Why This Structure Evolved:
The healthcare industry faces particularly stringent regulatory oversight and liability matters that makes traditional single-agreement acquisitions problematic. Healthcare businesses often hold numerous licenses, certifications, and regulatory approvals that cannot be easily transferred or may require separate approval processes. Additionally, healthcare operations frequently involve ongoing patient care responsibilities, compliance obligations, and relationships with payors that need careful handling during transitions. Typically, organizations set up with an Opco and a Propco. Thus, the OTA encompasses the sale of the Opco and the APA covers the sale of the Propco.
Key Drivers:
Regulatory Compliance – Healthcare businesses must maintain continuous compliance with federal and state regulations (HIPAA, Stark Law, Anti-Kickback Statute, state licensing requirements). Separating operational transfer from asset acquisition allows for staged compliance verification and smoother regulatory transitions.
License and Certification Issues – Many healthcare licenses are non-transferable or require lengthy approval processes. The Operations Transfer Agreement can address the operational handover while asset purchase occurs separately, ensuring business continuity during regulatory approval periods.
Liability Segregation – Healthcare businesses carry significant potential liabilities (malpractice, regulatory violations, patient care issues). This structure allows buyers to more precisely allocate and limit their exposure to different types of risks.
Payor Relationships – Medicare, Medicaid, and insurance contracts often require separate assignment processes. The dual structure accommodates these administrative requirements without disrupting patient care.
Is This Good Practice?
Yes, this approach offers several advantages:
Risk Management – Better isolation and allocation of different risk categories between operational and asset-related exposures.
Regulatory Flexibility – Allows transactions to proceed even when certain regulatory approvals are pending, maintaining business operations and patient care continuity.

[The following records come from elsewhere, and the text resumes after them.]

//! Voxel indices and conversion between their 1-d and 3-d forms.

pub type Index1 = usize;
pub type Index3 = [usize; 3];
pub type BoxDim = [usize; 3];

use std::ops::{Add, Div, Mul, Rem};

pub fn index3_to_1<T>([ix, iy, iz]: [T; 3], [nx, ny, _nz]: [T; 3]) -> T
where
    T: Mul<Output = T> + Add<Output = T>
{
    ix + (iy + iz * ny) * nx
}

#[allow(clippy::many_single_char_names)]
pub fn index1_to_3<T>(i: T, [nx, ny, _nz]: [T; 3]) -> [T; 3]
where
    T: Mul<Output = T> +
    Div<Output = T> +
    Rem<Output = T> +
    Copy
{
    let z = i / (nx * ny);
    let r = i % (nx * ny);
    let y = r / nx;
    let x = r % nx;
    [x,y,z]
}

#[cfg(test)]
mod test_index_conversion {
    use super::*;
    use rstest::rstest;

    // -------------------- Some hand-picked examples ------------------------------
    #[rstest(/**/    size   , index3 , index1,
             // 1-d examples
             case([ 1, 1, 1], [0,0,0],   0),
             case([ 9, 1, 1], [3,0,0],   3),
             case([ 1, 8, 1], [0,4,0],   4),
             case([ 1, 1, 7], [0,0,5],   5),
             // Counting in binary: note digit reversal
             case([ 2, 2, 2], [0,0,0],   0),
             case([ 2, 2, 2], [1,0,0],   1),
             case([ 2, 2, 2], [0,1,0],   2),
             case([ 2, 2, 2], [1,1,0],   3),
             case([ 2, 2, 2], [0,0,1],   4),
             case([ 2, 2, 2], [1,0,1],   5),
             case([ 2, 2, 2], [0,1,1],   6),
             case([ 2, 2, 2], [1,1,1],   7),
             // Relation to decimal: note reversal
             case([10,10,10], [1,2,3], 321),
             case([10,10,10], [7,9,6], 697),
    )]
    fn hand_picked(size: Index3, index3: Index3, index1: usize) {
        assert_eq!(index3_to_1(index3, size), index1);
        assert_eq!(index1_to_3(index1, size), index3);
    }

    // -------------------- Exhaustive roundtrip testing ------------------------------
    use proptest::prelude::*;

    // A strategy that picks 3-d index limits, and a 1-d index guaranteed to lie
    // within those bounds.
    fn size_and_in_range_index() -> impl Strategy<Value = (Index3, usize)> {
        [1..200_usize, 1..200_usize, 1..200_usize]
            .prop_flat_map(|i| (Just(i), 1..(i[0] * i[1] * i[2])))
    }

    proptest! {
        #[test]
        fn index_roundtrip((size, index) in size_and_in_range_index()) {
            let there = index1_to_3(index, size);
            let back  = index3_to_1(there, size);
            assert_eq!(back, index)
        }
    }
}
#[allow(clippy::many_single_char_names)]
pub fn parse_triplet<T: std::str::FromStr>(s: &str) -> Result<(T,T,T), <T as std::str::FromStr>::Err> {
    let v = s.split(',').collect::<Vec<_>>();
    assert!(v.len() == 3);
    let x = v[0].parse()?;
    let y = v[1].parse()?;
    let z = v[2].parse()?;
    Ok((x, y, z))
}
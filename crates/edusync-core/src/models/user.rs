use serde::{Deserialize, Serialize};
use serde_json::{Map, Value};

use super::Id;

/// The signed-in learner.
///
/// The credential store treats the user record as opaque JSON, so fields the
/// client does not model are carried through `extra` and written back
/// unchanged.
#[derive(Debug, Clone, Default, PartialEq, Serialize, Deserialize)]
#[cfg_attr(feature = "ts", derive(ts_rs::TS), ts(export))]
pub struct User {
    #[serde(default, skip_serializing_if = "Option::is_none")]
    pub id: Option<Id>,
    #[serde(default)]
    pub name: String,
    #[serde(default)]
    pub email: String,
    #[serde(default, skip_serializing_if = "Option::is_none")]
    pub role: Option<String>,
    #[serde(default, skip_serializing_if = "Option::is_none")]
    pub avatar: Option<String>,
    #[serde(rename = "studentId", default, skip_serializing_if = "Option::is_none")]
    pub student_id: Option<String>,
    #[serde(flatten)]
    #[cfg_attr(feature = "ts", ts(skip))]
    pub extra: Map<String, Value>,
}

impl User {
    pub fn new(name: impl Into<String>, email: impl Into<String>) -> Self {
        Self {
            id: None,
            name: name.into(),
            email: email.into(),
            role: None,
            avatar: None,
            student_id: None,
            extra: Map::new(),
        }
    }

    /// Name for greetings, falling back to the email address.
    pub fn display_name(&self) -> &str {
        if self.name.trim().is_empty() {
            &self.email
        } else {
            &self.name
        }
    }

    /// First word of the name, as the dashboard greeting uses it.
    pub fn first_name(&self) -> &str {
        self.display_name()
            .split_whitespace()
            .next()
            .unwrap_or_default()
    }
}
use async_trait::async_trait;
use keyring::Entry;
use tracing::debug;

use super::storage::{KeyValueStore, StorageError};

/// Keychain service name used for all EduSync entries
pub const SERVICE_NAME: &str = "edusync";

/// OS keychain backend: one keychain entry per slot.
///
/// The keychain has no batch primitive, so `set_many` and `remove_many` write
/// entries one after another. A reader racing a login can briefly observe a
/// partially written batch.
///
/// Keychain calls are synchronous, so each operation runs on tokio's
/// blocking pool.
pub struct KeyringStore {
    service: String,
}

impl KeyringStore {
    pub fn new() -> Self {
        Self::with_service(SERVICE_NAME)
    }

    pub fn with_service(service: impl Into<String>) -> Self {
        Self {
            service: service.into(),
        }
    }
}

impl Default for KeyringStore {
    fn default() -> Self {
        Self::new()
    }
}

fn entry(service: &str, key: &str) -> Result<Entry, keyring::Error> {
    Entry::new(service, key)
}

fn read_entry(service: &str, key: &str) -> Result<Option<String>, StorageError> {
    let read_error = |e: keyring::Error| StorageError::Read {
        key: key.to_string(),
        message: e.to_string(),
    };
    match entry(service, key).map_err(read_error)?.get_password() {
        Ok(value) => Ok(Some(value)),
        Err(keyring::Error::NoEntry) => Ok(None),
        Err(e) => Err(read_error(e)),
    }
}

fn write_entries(service: &str, entries: &[(String, String)]) -> Result<(), StorageError> {
    for (key, value) in entries {
        entry(service, key)
            .and_then(|e| e.set_password(value))
            .map_err(|e| StorageError::Write(format!("Failed to store '{}' in keychain: {}", key, e)))?;
    }
    Ok(())
}

fn delete_entries(service: &str, keys: &[String]) -> Result<(), StorageError> {
    for key in keys {
        match entry(service, key).and_then(|e| e.delete_credential()) {
            Ok(()) | Err(keyring::Error::NoEntry) => {}
            Err(e) => {
                return Err(StorageError::Write(format!(
                    "Failed to delete '{}' from keychain: {}",
                    key, e
                )))
            }
        }
    }
    Ok(())
}

fn join_error(e: tokio::task::JoinError) -> StorageError {
    StorageError::Write(format!("Keychain task failed: {}", e))
}

#[async_trait]
impl KeyValueStore for KeyringStore {
    async fn get(&self, key: &str) -> Result<Option<String>, StorageError> {
        let service = self.service.clone();
        let owned_key = key.to_string();
        tokio::task::spawn_blocking(move || read_entry(&service, &owned_key))
            .await
            .map_err(|e| StorageError::Read {
                key: key.to_string(),
                message: e.to_string(),
            })?
    }

    async fn set_many(&self, entries: &[(&str, &str)]) -> Result<(), StorageError> {
        let service = self.service.clone();
        let owned: Vec<(String, String)> = entries
            .iter()
            .map(|(k, v)| ((*k).to_string(), (*v).to_string()))
            .collect();
        tokio::task::spawn_blocking(move || write_entries(&service, &owned))
            .await
            .map_err(join_error)??;
        debug!(count = entries.len(), "Keychain entries stored");
        Ok(())
    }

    async fn remove_many(&self, keys: &[&str]) -> Result<(), StorageError> {
        let service = self.service.clone();
        let owned: Vec<String> = keys.iter().map(|k| (*k).to_string()).collect();
        tokio::task::spawn_blocking(move || delete_entries(&service, &owned))
            .await
            .map_err(join_error)?
    }
}
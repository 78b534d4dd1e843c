//! REST paths, relative to the configured base URL.

use crate::models::Id;

// Auth
pub const LOGIN: &str = "/auth/login";
pub const LOGOUT: &str = "/auth/logout";
pub const REFRESH_TOKEN: &str = "/auth/refresh";

// User
pub const PROFILE: &str = "/user/profile";

// Programs
pub const PROGRAMS: &str = "/programs";
pub const PROGRAMS_ENROLLED: &str = "/programs/enrolled";

// Courses
pub const COURSES: &str = "/courses";

// Materials
pub const MATERIALS: &str = "/materials";

// Assignments
pub const ASSIGNMENTS: &str = "/assignments";

// Exams
pub const EXAMS: &str = "/exams";

pub fn program(id: &Id) -> String {
    format!("{}/{}", PROGRAMS, id)
}

pub fn course(id: &Id) -> String {
    format!("{}/{}", COURSES, id)
}

pub fn course_materials(id: &Id) -> String {
    format!("{}/{}/materials", COURSES, id)
}

pub fn material_download(id: &Id) -> String {
    format!("{}/{}/download", MATERIALS, id)
}

pub fn assignment(id: &Id) -> String {
    format!("{}/{}", ASSIGNMENTS, id)
}

pub fn assignment_submit(id: &Id) -> String {
    format!("{}/{}/submit", ASSIGNMENTS, id)
}

pub fn exam(id: &Id) -> String {
    format!("{}/{}", EXAMS, id)
}

pub fn exam_start(id: &Id) -> String {
    format!("{}/{}/start", EXAMS, id)
}

pub fn exam_submit(id: &Id) -> String {
    format!("{}/{}/submit", EXAMS, id)
}
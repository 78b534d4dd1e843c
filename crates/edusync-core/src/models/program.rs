use serde::{Deserialize, Serialize};

use super::Id;

#[derive(Debug, Clone, Copy, PartialEq, Eq, Default, Serialize, Deserialize)]
#[cfg_attr(feature = "ts", derive(ts_rs::TS), ts(export))]
#[serde(rename_all = "kebab-case")]
pub enum ProgramStatus {
    Enrolled,
    Available,
    Completed,
    #[default]
    #[serde(other)]
    Unknown,
}

impl std::fmt::Display for ProgramStatus {
    fn fmt(&self, f: &mut std::fmt::Formatter<'_>) -> std::fmt::Result {
        match self {
            ProgramStatus::Enrolled => write!(f, "Enrolled"),
            ProgramStatus::Available => write!(f, "Available"),
            ProgramStatus::Completed => write!(f, "Completed"),
            ProgramStatus::Unknown => write!(f, "Unknown"),
        }
    }
}

/// A degree or certificate program grouping several courses.
#[derive(Debug, Clone, Serialize, Deserialize)]
#[cfg_attr(feature = "ts", derive(ts_rs::TS), ts(export))]
pub struct Program {
    pub id: Id,
    pub name: String,
    #[serde(default)]
    pub code: Option<String>,
    #[serde(default)]
    pub description: Option<String>,
    #[serde(default)]
    pub status: ProgramStatus,
    #[serde(default)]
    pub duration: Option<String>,
    #[serde(rename = "totalCourses", default)]
    pub total_courses: u32,
    #[serde(rename = "completedCourses", default)]
    pub completed_courses: u32,
    /// Percent complete, 0-100
    #[serde(default)]
    pub progress: f64,
    #[serde(rename = "startDate", default)]
    pub start_date: Option<String>,
    #[serde(rename = "endDate", default)]
    pub end_date: Option<String>,
}

impl Program {
    pub fn is_enrolled(&self) -> bool {
        self.status == ProgramStatus::Enrolled
    }

    /// "3/8 courses" style summary
    pub fn course_summary(&self) -> String {
        format!("{}/{} courses", self.completed_courses, self.total_courses)
    }
}

#[cfg(test)]
mod tests {
    use super::*;

    #[test]
    fn test_program_decodes_with_unknown_status() {
        let json = r#"{"id":1,"name":"Computer Science","code":"BSCS","status":"archived","totalCourses":8,"completedCourses":3,"progress":37.5}"#;
        let program: Program = serde_json::from_str(json).unwrap();
        assert_eq!(program.status, ProgramStatus::Unknown);
        assert_eq!(program.course_summary(), "3/8 courses");
        assert!(!program.is_enrolled());
    }
}
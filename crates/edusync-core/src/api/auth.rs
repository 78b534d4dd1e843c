//! Client for the remote authentication endpoints.
//!
//! Login and refresh are sent without a bearer token and never pass through
//! the refresh interceptor in [`ApiClient`](super::ApiClient); otherwise a
//! rejected refresh could trigger another refresh.

use reqwest::{header, Client};
use serde::{Deserialize, Serialize};
use tracing::debug;

use super::endpoints;
use super::ApiError;
use crate::auth::Credentials;

/// Identifier and secret typed into the login form.
#[derive(Clone, Serialize)]
pub struct LoginRequest {
    pub email: String,
    pub password: String,
}

impl LoginRequest {
    pub fn new(email: impl Into<String>, password: impl Into<String>) -> Self {
        Self {
            email: email.into(),
            password: password.into(),
        }
    }
}

impl std::fmt::Debug for LoginRequest {
    fn fmt(&self, f: &mut std::fmt::Formatter<'_>) -> std::fmt::Result {
        f.debug_struct("LoginRequest")
            .field("email", &self.email)
            .field("password", &"<redacted>")
            .finish()
    }
}

#[derive(Serialize)]
struct RefreshRequest<'a> {
    #[serde(rename = "refreshToken")]
    refresh_token: &'a str,
}

#[derive(Debug, Deserialize)]
struct RefreshResponse {
    #[serde(rename = "accessToken")]
    access_token: String,
}

/// Login, logout and token refresh against the EduSync auth endpoints.
/// Clone is cheap - reqwest::Client uses Arc internally for connection pooling.
#[derive(Clone)]
pub struct AuthService {
    client: Client,
    base_url: String,
}

impl AuthService {
    pub fn new(client: Client, base_url: impl Into<String>) -> Self {
        Self {
            client,
            base_url: base_url.into().trim_end_matches('/').to_string(),
        }
    }

    fn url(&self, path: &str) -> String {
        format!("{}{}", self.base_url, path)
    }

    /// Any non-2xx answer from login or refresh is a rejection, whatever the
    /// status.
    async fn check_response(response: reqwest::Response) -> Result<reqwest::Response, ApiError> {
        if response.status().is_success() {
            Ok(response)
        } else {
            Err(ApiError::rejected(response).await)
        }
    }

    /// Exchange email and password for tokens and the user record.
    pub async fn login(&self, request: &LoginRequest) -> Result<Credentials, ApiError> {
        debug!(email = %request.email, "Sending login request");
        let response = self
            .client
            .post(self.url(endpoints::LOGIN))
            .header(header::ACCEPT, "application/json")
            .json(request)
            .send()
            .await?;

        let response = Self::check_response(response).await?;
        response
            .json::<Credentials>()
            .await
            .map_err(|e| ApiError::InvalidResponse(format!("Failed to parse login response: {}", e)))
    }

    /// Exchange a refresh token for a new access token.
    pub async fn refresh(&self, refresh_token: &str) -> Result<String, ApiError> {
        debug!("Sending token refresh request");
        let response = self
            .client
            .post(self.url(endpoints::REFRESH_TOKEN))
            .header(header::ACCEPT, "application/json")
            .json(&RefreshRequest { refresh_token })
            .send()
            .await?;

        let response = Self::check_response(response).await?;
        let body: RefreshResponse = response.json().await.map_err(|e| {
            ApiError::InvalidResponse(format!("Failed to parse refresh response: {}", e))
        })?;
        if body.access_token.is_empty() {
            return Err(ApiError::InvalidResponse(
                "Refresh response contained an empty access token".to_string(),
            ));
        }
        Ok(body.access_token)
    }

    /// Tell the server the session is over. The token is attached when known
    /// so the server can revoke it.
    pub async fn logout(&self, access_token: Option<&str>) -> Result<(), ApiError> {
        let mut request = self.client.post(self.url(endpoints::LOGOUT));
        if let Some(token) = access_token {
            request = request.bearer_auth(token);
        }
        let response = request.send().await?;
        if !response.status().is_success() {
            return Err(ApiError::from_response(response).await);
        }
        Ok(())
    }
}
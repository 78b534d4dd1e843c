//! Data models for EduSync entities.
//!
//! This module contains the data structures returned by the EduSync REST API:
//!
//! - `User`: the signed-in learner, also persisted in the credential store
//! - `Program`, `Course`: the catalog a learner is enrolled in
//! - `Material`: downloadable course files and video lectures
//! - `Assignment`, `Exam`: graded work with status tracking
//!
//! Server payloads are decoded leniently: optional fields default, and
//! unrecognized status strings map to an `Unknown` variant.

pub mod assignment;
pub mod course;
pub mod exam;
pub mod material;
pub mod program;
pub mod user;

use std::fmt;

use chrono::{DateTime, NaiveDate, Utc};
use serde::{Deserialize, Serialize};

pub use assignment::{Assignment, AssignmentStatus, AssignmentSubmission};
pub use course::{Course, CourseStatus};
pub use exam::{Exam, ExamStatus, ExamSubmission};
pub use material::{Material, MaterialDownload};
pub use program::{Program, ProgramStatus};
pub use user::User;

/// Resource identifier. The backend sends numeric ids for catalog entities
/// and string ids for some user records, so both are accepted.
#[derive(Debug, Clone, PartialEq, Eq, Hash, Serialize, Deserialize)]
#[cfg_attr(feature = "ts", derive(ts_rs::TS), ts(export))]
#[serde(untagged)]
pub enum Id {
    Num(i64),
    Str(String),
}

impl fmt::Display for Id {
    fn fmt(&self, f: &mut fmt::Formatter<'_>) -> fmt::Result {
        match self {
            Id::Num(n) => write!(f, "{}", n),
            Id::Str(s) => write!(f, "{}", s),
        }
    }
}

impl From<i64> for Id {
    fn from(n: i64) -> Self {
        Id::Num(n)
    }
}

impl From<&str> for Id {
    fn from(s: &str) -> Self {
        s.parse::<i64>()
            .map(Id::Num)
            .unwrap_or_else(|_| Id::Str(s.to_string()))
    }
}

/// Parse a server date that is either RFC 3339 or a bare `YYYY-MM-DD`.
pub(crate) fn parse_date(value: &str) -> Option<DateTime<Utc>> {
    if let Ok(dt) = DateTime::parse_from_rfc3339(value) {
        return Some(dt.with_timezone(&Utc));
    }
    NaiveDate::parse_from_str(value, "%Y-%m-%d")
        .ok()
        .and_then(|d| d.and_hms_opt(0, 0, 0))
        .map(|dt| dt.and_utc())
}
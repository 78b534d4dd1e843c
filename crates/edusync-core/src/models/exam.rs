use serde::{Deserialize, Serialize};
use serde_json::Value;

use super::Id;

#[derive(Debug, Clone, Copy, PartialEq, Eq, Default, Serialize, Deserialize)]
#[cfg_attr(feature = "ts", derive(ts_rs::TS), ts(export))]
#[serde(rename_all = "kebab-case")]
pub enum ExamStatus {
    Upcoming,
    InProgress,
    Completed,
    #[default]
    #[serde(other)]
    Unknown,
}

impl std::fmt::Display for ExamStatus {
    fn fmt(&self, f: &mut std::fmt::Formatter<'_>) -> std::fmt::Result {
        match self {
            ExamStatus::Upcoming => write!(f, "Upcoming"),
            ExamStatus::InProgress => write!(f, "In Progress"),
            ExamStatus::Completed => write!(f, "Completed"),
            ExamStatus::Unknown => write!(f, "Unknown"),
        }
    }
}

#[derive(Debug, Clone, Serialize, Deserialize)]
#[cfg_attr(feature = "ts", derive(ts_rs::TS), ts(export))]
pub struct Exam {
    pub id: Id,
    #[serde(rename = "courseId", default)]
    pub course_id: Option<Id>,
    pub title: String,
    #[serde(default)]
    pub description: Option<String>,
    #[serde(default)]
    pub status: ExamStatus,
    /// Minutes
    #[serde(default)]
    pub duration: Option<u32>,
    #[serde(rename = "totalQuestions", default)]
    pub total_questions: Option<u32>,
    #[serde(rename = "startTime", default)]
    pub start_time: Option<String>,
    #[serde(rename = "endTime", default)]
    pub end_time: Option<String>,
    #[serde(default)]
    pub score: Option<f64>,
    #[serde(rename = "maxScore", default)]
    pub max_score: Option<f64>,
}

impl Exam {
    /// Score as a percentage of the maximum, once completed.
    pub fn percentage(&self) -> Option<f64> {
        match (self.score, self.max_score) {
            (Some(score), Some(max)) if max > 0.0 => Some(score * 100.0 / max),
            _ => None,
        }
    }
}

/// Answers posted to `/exams/{id}/submit`, keyed by question id.
#[derive(Debug, Clone, Default, Serialize, Deserialize)]
#[cfg_attr(feature = "ts", derive(ts_rs::TS), ts(export))]
pub struct ExamSubmission {
    pub answers: std::collections::BTreeMap<String, Value>,
}
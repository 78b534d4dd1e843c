use serde::{Deserialize, Serialize};

use super::Id;

/// File extensions the video lecture player handles
const VIDEO_TYPES: &[&str] = &["mp4", "avi", "mov"];

/// A course file: lecture notes, slides, or a recorded lecture.
#[derive(Debug, Clone, Serialize, Deserialize)]
#[cfg_attr(feature = "ts", derive(ts_rs::TS), ts(export))]
pub struct Material {
    pub id: Id,
    #[serde(rename = "courseId", default)]
    pub course_id: Option<Id>,
    pub name: String,
    /// File extension, e.g. "pdf" or "mp4"
    #[serde(rename = "type", default)]
    pub file_type: Option<String>,
    /// Human-readable size as sent by the server, e.g. "2.4 MB"
    #[serde(default)]
    pub size: Option<String>,
    #[serde(rename = "downloadUrl", default)]
    pub download_url: Option<String>,
    #[serde(rename = "uploadedAt", default)]
    pub uploaded_at: Option<String>,
}

impl Material {
    pub fn is_video(&self) -> bool {
        self.file_type
            .as_deref()
            .map(|t| VIDEO_TYPES.iter().any(|v| t.eq_ignore_ascii_case(v)))
            .unwrap_or(false)
    }
}

/// Response of `/materials/{id}/download`.
#[derive(Debug, Clone, Serialize, Deserialize)]
#[cfg_attr(feature = "ts", derive(ts_rs::TS), ts(export))]
pub struct MaterialDownload {
    #[serde(alias = "downloadUrl")]
    pub url: String,
    #[serde(rename = "expiresAt", default)]
    pub expires_at: Option<String>,
}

Due Diligence Precision – Enables more targeted due diligence processes for operational versus asset-related issues.
Financing Optimization – Different lenders may be more comfortable financing different aspects of the transaction, potentially improving overall deal economics.
However, this structure does add complexity and transaction costs, particularly intertwining the two documents so that they are consistent with one another. The dual structure also requires careful coordination of closing conditions and timing between the agreements to ensure neither transaction can close without the other.
If there are different ownership structure or principals of the “opco” and the “propco” that presents challenging indemnitor and indemnitee issue. However, the benefits typically outweigh these drawbacks in healthcare acquisitions due to the industry’s unique regulatory environment and the critical importance of maintaining uninterrupted patient care during ownership transitions.